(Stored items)

####################

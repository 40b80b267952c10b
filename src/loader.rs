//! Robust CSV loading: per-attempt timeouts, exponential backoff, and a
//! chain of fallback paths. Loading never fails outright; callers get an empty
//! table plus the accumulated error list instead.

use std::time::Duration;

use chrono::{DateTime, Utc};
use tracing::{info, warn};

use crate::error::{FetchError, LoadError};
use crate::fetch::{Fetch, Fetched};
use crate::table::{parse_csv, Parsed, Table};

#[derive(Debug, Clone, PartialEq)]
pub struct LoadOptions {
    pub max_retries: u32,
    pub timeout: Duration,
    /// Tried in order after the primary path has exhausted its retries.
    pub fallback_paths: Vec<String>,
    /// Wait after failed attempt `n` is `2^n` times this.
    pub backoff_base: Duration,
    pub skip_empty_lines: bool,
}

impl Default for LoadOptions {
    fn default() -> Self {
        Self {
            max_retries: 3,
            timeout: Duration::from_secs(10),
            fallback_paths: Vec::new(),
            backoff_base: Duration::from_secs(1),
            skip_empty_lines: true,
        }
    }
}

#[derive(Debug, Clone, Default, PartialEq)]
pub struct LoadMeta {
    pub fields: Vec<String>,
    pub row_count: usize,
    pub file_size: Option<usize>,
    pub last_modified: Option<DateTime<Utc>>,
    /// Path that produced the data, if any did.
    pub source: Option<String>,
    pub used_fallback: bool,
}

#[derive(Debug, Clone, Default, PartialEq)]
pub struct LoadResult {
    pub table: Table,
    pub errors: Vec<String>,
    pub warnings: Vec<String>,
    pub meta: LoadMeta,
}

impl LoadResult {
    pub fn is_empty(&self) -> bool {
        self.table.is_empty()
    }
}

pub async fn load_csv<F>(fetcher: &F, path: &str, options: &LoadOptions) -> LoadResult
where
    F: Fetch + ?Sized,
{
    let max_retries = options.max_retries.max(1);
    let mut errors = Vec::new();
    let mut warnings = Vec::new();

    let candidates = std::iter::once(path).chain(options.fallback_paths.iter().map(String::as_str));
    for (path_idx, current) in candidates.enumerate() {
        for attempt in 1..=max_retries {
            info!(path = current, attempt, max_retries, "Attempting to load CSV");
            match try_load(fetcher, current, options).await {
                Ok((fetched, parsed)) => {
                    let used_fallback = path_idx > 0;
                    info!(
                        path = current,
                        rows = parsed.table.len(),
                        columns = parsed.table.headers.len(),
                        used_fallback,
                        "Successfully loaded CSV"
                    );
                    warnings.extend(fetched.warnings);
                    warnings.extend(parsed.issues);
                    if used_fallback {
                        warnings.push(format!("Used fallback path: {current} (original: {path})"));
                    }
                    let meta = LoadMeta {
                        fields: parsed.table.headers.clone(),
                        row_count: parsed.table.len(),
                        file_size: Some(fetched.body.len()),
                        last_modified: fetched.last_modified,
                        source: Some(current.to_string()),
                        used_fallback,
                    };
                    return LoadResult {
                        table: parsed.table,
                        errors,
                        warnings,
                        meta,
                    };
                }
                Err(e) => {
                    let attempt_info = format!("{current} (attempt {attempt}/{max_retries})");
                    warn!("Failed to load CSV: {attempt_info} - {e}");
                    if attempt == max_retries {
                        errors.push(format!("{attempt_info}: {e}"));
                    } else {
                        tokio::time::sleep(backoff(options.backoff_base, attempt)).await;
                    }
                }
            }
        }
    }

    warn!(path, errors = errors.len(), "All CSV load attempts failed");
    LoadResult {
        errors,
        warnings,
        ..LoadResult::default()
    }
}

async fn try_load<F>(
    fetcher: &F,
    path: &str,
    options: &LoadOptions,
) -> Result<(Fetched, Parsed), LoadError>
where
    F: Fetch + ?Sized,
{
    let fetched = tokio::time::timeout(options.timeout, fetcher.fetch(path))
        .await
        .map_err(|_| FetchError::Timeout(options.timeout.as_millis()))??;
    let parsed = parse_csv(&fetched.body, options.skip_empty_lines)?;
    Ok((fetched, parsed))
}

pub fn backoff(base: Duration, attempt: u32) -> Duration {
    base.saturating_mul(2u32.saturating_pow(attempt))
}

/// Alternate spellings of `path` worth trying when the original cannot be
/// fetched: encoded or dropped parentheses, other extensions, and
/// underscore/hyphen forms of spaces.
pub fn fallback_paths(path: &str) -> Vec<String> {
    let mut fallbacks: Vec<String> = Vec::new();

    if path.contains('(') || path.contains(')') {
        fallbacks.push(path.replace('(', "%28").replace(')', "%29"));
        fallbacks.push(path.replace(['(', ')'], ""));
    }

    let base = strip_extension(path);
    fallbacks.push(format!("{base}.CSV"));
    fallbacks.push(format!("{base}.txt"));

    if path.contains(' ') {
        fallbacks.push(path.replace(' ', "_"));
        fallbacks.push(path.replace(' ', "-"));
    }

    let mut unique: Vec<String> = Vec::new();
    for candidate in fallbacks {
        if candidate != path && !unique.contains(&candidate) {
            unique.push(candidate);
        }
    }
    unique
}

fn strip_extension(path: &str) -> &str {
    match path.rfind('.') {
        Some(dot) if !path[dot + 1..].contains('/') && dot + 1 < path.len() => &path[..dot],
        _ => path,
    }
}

####################

TASK ->
Return all of the entries exactly as they were supplied.

ANSWER SECTION ->
repository 40b80b267952c10b
filename src/loader.rs
//! Robust CSV loading: per-attempt timeouts, exponential backoff, and a
//! chain of fallback paths. Loading never fails outright; callers get an empty
//! table plus the accumulated error list instead.

use std::time::Duration;

use chrono::{DateTime, Utc};
use tracing::{info, warn};

use crate::error::{FetchError, LoadError};
use crate::fetch::{Fetch, Fetched};
use crate::table::{parse_csv, Parsed, Table};

#[derive(Debug, Clone, PartialEq)]
pub struct LoadOptions {
    pub max_retries: u32,
    pub timeout: Duration,
    /// Tried in order after the primary path has exhausted its retries.
    pub fallback_paths: Vec<String>,
    /// Wait after failed attempt `n` is `2^n` times this.
    pub backoff_base: Duration,
    pub skip_empty_lines: bool,
}

impl Default for LoadOptions {
    fn default() -> Self {
        Self {
            max_retries: 3,
            timeout: Duration::from_secs(10),
            fallback_paths: Vec::new(),
            backoff_base: Duration::from_secs(1),
            skip_empty_lines: true,
        }
    }
}

#[derive(Debug, Clone, Default, PartialEq)]
pub struct LoadMeta {
    pub fields: Vec<String>,
    pub row_count: usize,
    pub file_size: Option<usize>,
    pub last_modified: Option<DateTime<Utc>>,
    /// Path that produced the data, if any did.
    pub source: Option<String>,
    pub used_fallback: bool,
}

#[derive(Debug, Clone, Default, PartialEq)]
pub struct LoadResult {
    pub table: Table,
    pub errors: Vec<String>,
    pub warnings: Vec<String>,
    pub meta: LoadMeta,
}

impl LoadResult {
    pub fn is_empty(&self) -> bool {
        self.table.is_empty()
    }
}

pub async fn load_csv<F>(fetcher: &F, path: &str, options: &LoadOptions) -> LoadResult
where
    F: Fetch + ?Sized,
{
    let max_retries = options.max_retries.max(1);
    let mut errors = Vec::new();
    let mut warnings = Vec::new();

    let candidates = std::iter::once(path).chain(options.fallback_paths.iter().map(String::as_str));
    for (path_idx, current) in candidates.enumerate() {
        for attempt in 1..=max_retries {
            info!(path = current, attempt, max_retries, "Attempting to load CSV");
            match try_load(fetcher, current, options).await {
                Ok((fetched, parsed)) => {
                    let used_fallback = path_idx > 0;
                    info!(
                        path = current,
                        rows = parsed.table.len(),
                        columns = parsed.table.headers.len(),
                        used_fallback,
                        "Successfully loaded CSV"
                    );
                    warnings.extend(fetched.warnings);
                    warnings.extend(parsed.issues);
                    if used_fallback {
                        warnings.push(format!("Used fallback path: {current} (original: {path})"));
                    }
                    let meta = LoadMeta {
                        fields: parsed.table.headers.clone(),
                        row_count: parsed.table.len(),
                        file_size: Some(fetched.body.len()),
                        last_modified: fetched.last_modified,
                        source: Some(current.to_string()),
                        used_fallback,
                    };
                    return LoadResult {
                        table: parsed.table,
                        errors,
                        warnings,
                        meta,
                    };
                }
                Err(e) => {
                    let attempt_info = format!("{current} (attempt {attempt}/{max_retries})");
                    warn!("Failed to load CSV: {attempt_info} - {e}");
                    if attempt == max_retries {
                        errors.push(format!("{attempt_info}: {e}"));
                    } else {
                        tokio::time::sleep(backoff(options.backoff_base, attempt)).await;
                    }
                }
            }
        }
    }

    warn!(path, errors = errors.len(), "All CSV load attempts failed");
    LoadResult {
        errors,
        warnings,
        ..LoadResult::default()
    }
}

async fn try_load<F>(
    fetcher: &F,
    path: &str,
    options: &LoadOptions,
) -> Result<(Fetched, Parsed), LoadError>
where
    F: Fetch + ?Sized,
{
    let fetched = tokio::time::timeout(options.timeout, fetcher.fetch(path))
        .await
        .map_err(|_| FetchError::Timeout(options.timeout.as_millis()))??;
    let parsed = parse_csv(&fetched.body, options.skip_empty_lines)?;
    Ok((fetched, parsed))
}

pub fn backoff(base: Duration, attempt: u32) -> Duration {
    base.saturating_mul(2u32.saturating_pow(attempt))
}

/// Alternate spellings of `path` worth trying when the original cannot be
/// fetched: encoded or dropped parentheses, other extensions, and
/// underscore/hyphen forms of spaces.
pub fn fallback_paths(path: &str) -> Vec<String> {
    let mut fallbacks: Vec<String> = Vec::new();

    if path.contains('(') || path.contains(')') {
        fallbacks.push(path.replace('(', "%28").replace(')', "%29"));
        fallbacks.push(path.replace(['(', ')'], ""));
    }

    let base = strip_extension(path);
    fallbacks.push(format!("{base}.CSV"));
    fallbacks.push(format!("{base}.txt"));

    if path.contains(' ') {
        fallbacks.push(path.replace(' ', "_"));
        fallbacks.push(path.replace(' ', "-"));
    }

    let mut unique: Vec<String> = Vec::new();
    for candidate in fallbacks {
        if candidate != path && !unique.contains(&candidate) {
            unique.push(candidate);
        }
    }
    unique
}

fn strip_extension(path: &str) -> &str {
    match path.rfind('.') {
        Some(dot) if !path[dot + 1..].contains('/') && dot + 1 < path.len() => &path[..dot],
        _ => path,
    }
}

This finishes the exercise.